Abstract
Earlier biologic therapies for rheumatoid arthritis represented a breakthrough in treatment of the disease, but there are still some patients who do not respond adequately to them. The market entry of abatacept, which allows for consistent dosing and predictable drug-acquisition costs, presents patients, physicians, and third-party payers with an effective alternative – the first therapy proven to be effective in patients with inadequate response to DMARDs such as methotrexate or anti-TNF-alpha therapies.

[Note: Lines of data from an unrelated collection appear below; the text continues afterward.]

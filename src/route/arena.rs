//! Board-wide node arena.
//!
//! Every realized node gets a handle that is never reused. Names point at
//! handles, not board ids: a processor id freed by one route is handed to the
//! next, while a handle keeps meaning the same node forever.
//!
//! Entries of removed routes are kept only while a live route still refers to
//! them, so the arena holds the live nodes plus those references.

use serde::{Deserialize, Serialize};
use std::collections::{BTreeMap, HashMap, HashSet};

use super::id::{NodeHandle, RouteId};
use super::node::NodeKind;
use crate::error::{BoardError, Result};
use crate::signal::SignalShape;

#[derive(Debug, Clone, PartialEq, Serialize, Deserialize)]
pub struct ArenaEntry {
    pub route: RouteId,
    pub name: Option<String>,
    pub kind: NodeKind,
    pub input: SignalShape,
    pub output: SignalShape,
    /// Processor id, for nodes living on the data processor
    pub board_id: Option<u8>,
    pub removed: bool,
}

#[derive(Debug, Clone, Default, PartialEq, Serialize, Deserialize)]
pub struct NodeArena {
    entries: BTreeMap<u32, ArenaEntry>,
    next: u32,
    names: HashMap<String, NodeHandle>,
}

impl NodeArena {
    pub fn new() -> Self {
        Self::default()
    }

    pub fn insert(&mut self, entry: ArenaEntry) -> NodeHandle {
        let handle = NodeHandle(self.next);
        self.next += 1;
        if let Some(name) = &entry.name {
            self.names.insert(name.clone(), handle);
        }
        self.entries.insert(handle.0, entry);
        handle
    }

    pub fn get(&self, handle: NodeHandle) -> Option<&ArenaEntry> {
        self.entries.get(&handle.0)
    }

    pub fn get_mut(&mut self, handle: NodeHandle) -> Option<&mut ArenaEntry> {
        self.entries.get_mut(&handle.0)
    }

    /// Handle of a live named node
    pub fn lookup(&self, name: &str) -> Option<NodeHandle> {
        self.names.get(name).copied()
    }

    /// Live named node, or `InvalidOperation`
    pub fn resolve(&self, name: &str) -> Result<(NodeHandle, &ArenaEntry)> {
        self.lookup(name)
            .and_then(|h| self.get(h).filter(|e| !e.removed).map(|e| (h, e)))
            .ok_or_else(|| BoardError::InvalidOperation(format!("no live node named '{}'", name)))
    }

    /// Mark every node of `route` removed and forget their names
    pub fn retire_route(&mut self, route: RouteId) {
        for entry in self.entries.values_mut().filter(|e| e.route == route) {
            entry.removed = true;
            if let Some(name) = &entry.name {
                self.names.remove(name);
            }
        }
    }

    /// Drop removed entries that no handle in `referenced` points at
    pub fn prune(&mut self, referenced: &HashSet<NodeHandle>) -> usize {
        let before = self.entries.len();
        self.entries
            .retain(|handle, entry| !entry.removed || referenced.contains(&NodeHandle(*handle)));
        before - self.entries.len()
    }

    pub fn len(&self) -> usize {
        self.entries.len()
    }

    pub fn is_empty(&self) -> bool {
        self.entries.is_empty()
    }
}

#[cfg(test)]
mod tests {
    use super::*;
    use crate::signal::catalog;

    fn entry(route: u32, name: Option<&str>, board_id: u8) -> ArenaEntry {
        let shape = catalog::switch().shape;
        ArenaEntry {
            route: RouteId(route),
            name: name.map(String::from),
            kind: NodeKind::Counter,
            input: shape.clone(),
            output: shape,
            board_id: Some(board_id),
            removed: false,
        }
    }

    #[test]
    fn test_names_survive_id_reuse() {
        let mut arena = NodeArena::new();
        let first = arena.insert(entry(0, Some("count"), 0));
        arena.retire_route(RouteId(0));
        assert!(arena.resolve("count").is_err());
        assert!(arena.get(first).unwrap().removed);

        let second = arena.insert(entry(1, Some("count"), 0));
        assert_ne!(first, second);
        assert_eq!(arena.resolve("count").unwrap().0, second);
    }

    #[test]
    fn test_prune_keeps_referenced_entries() {
        let mut arena = NodeArena::new();
        let kept = arena.insert(entry(0, Some("baseline"), 0));
        let dropped = arena.insert(entry(0, None, 1));
        let live = arena.insert(entry(1, None, 2));
        arena.retire_route(RouteId(0));

        let referenced = HashSet::from([kept]);
        assert_eq!(arena.prune(&referenced), 1);
        assert_eq!(arena.len(), 2);
        assert!(arena.get(kept).is_some());
        assert!(arena.get(dropped).is_none());
        assert!(!arena.get(live).unwrap().removed);

        // handles are not handed out twice
        assert_ne!(arena.insert(entry(2, None, 1)), dropped);

        arena.retire_route(RouteId(1));
        arena.retire_route(RouteId(2));
        arena.prune(&HashSet::new());
        assert!(arena.is_empty());
    }
}
//! Identity types for routes and route nodes.
//!
//! Both are newtypes over `u32`. `NodeHandle` is a direct index into the
//! board-wide node arena and stays valid after its route is removed, which is
//! what lets name lookups outlive board ids (the board reuses those).

use serde::{Deserialize, Serialize};
use std::fmt;

/// Identifies a registered route.
#[derive(Clone, Copy, PartialEq, Eq, Hash, PartialOrd, Ord, Default, Serialize, Deserialize)]
pub struct RouteId(pub u32);

impl fmt::Debug for RouteId {
    fn fmt(&self, f: &mut fmt::Formatter<'_>) -> fmt::Result {
        write!(f, "RouteId({})", self.0)
    }
}

impl fmt::Display for RouteId {
    fn fmt(&self, f: &mut fmt::Formatter<'_>) -> fmt::Result {
        write!(f, "route{}", self.0)
    }
}

/// Key of a node in the board-wide `NodeArena`.
#[derive(Clone, Copy, PartialEq, Eq, Hash, PartialOrd, Ord, Default, Serialize, Deserialize)]
pub struct NodeHandle(pub u32);

impl fmt::Debug for NodeHandle {
    fn fmt(&self, f: &mut fmt::Formatter<'_>) -> fmt::Result {
        write!(f, "NodeHandle({})", self.0)
    }
}

impl fmt::Display for NodeHandle {
    fn fmt(&self, f: &mut fmt::Formatter<'_>) -> fmt::Result {
        fmt::Debug::fmt(self, f)
    }
}

#[cfg(test)]
mod tests {
    use super::*;

    #[test]
    fn test_node_handle_display() {
        assert_eq!(NodeHandle(42).to_string(), "NodeHandle(42)");
    }

    #[test]
    fn test_route_id_display() {
        assert_eq!(RouteId(3).to_string(), "route3");
        assert_eq!(format!("{:?}", RouteId(3)), "RouteId(3)");
    }
}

Biomedical advances have helped patients live more satisfying lives with conditions for which until recently few, if any, viable therapies existed. Rheumatoid arthritis (RA), which affects approximately 2.1 million Americans,1 is one such disease. An autoimmune disease that causes pain, swelling, stiffness, and erosion of synovial joints, RA was — until the advent of disease-modifying anti-rheumatic drug (DMARD) therapies — a condition for which medicine had little to offer beyond analgesics and anti-inflammatory drugs.2
DMARDs are drugs with the ability to reduce both inflammation and the progression of joint damage caused by RA.3,4 The emergence in the last decade of biologic DMARDs — which for the first time used a rational approach to target specific pathways in the disease process — proved to be an important therapeutic advance. Unfortunately, there are still some patients who do not respond to these initial biologic agents.2
Subsequently, biologic DMARDs have emerged that demonstrate therapeutic effectiveness for many RA patients who did not respond adequately to initial biologic therapy. In the past 12 months, the U.S. Food and Drug Administration has approved two first-in-class drugs with unique mechanisms of action (MOA). Orencia® (abatacept) is a selective costimulation modulator that inhibits full T-cell activation.5 Rituxan® (rituximab), previously approved for the treatment of non-Hodgkin’s Lymphoma, binds to CD20-positive B cells, leading to their depletion.6 Only abatacept is specifically indicated for patients with inadequate response to both DMARDs, such as methotrexate, or the newer biologic tumor necrosis factor-α (TNF-α) inhibitors.*
BIOLOGICS NOT ALL ALIKE
Three of the first four biologic agents approved to treat RA — Enbrel® (etanercept), Remicade® (infliximab), and Humira® (adalimumab) — work similarly to inhibit TNF-α.7,8,9 The fourth, Kineret® (anakinra), blocks another cytokine, interleukin-1.10
The TNF-α antagonists and anakinra impacted the lives of many people living with the burden of RA, whose symptoms frequently abated and whose disease sometimes went into remission. As with many medications, however, these therapies are not effective for everyone. Patients, who for a variety of clinical reasons do not achieve an adequate response, may be candidates for treatment with abatacept. Failure on prior drugs has no bearing on whether a particular patient will do well on a subsequent medication utilizing a different MOA.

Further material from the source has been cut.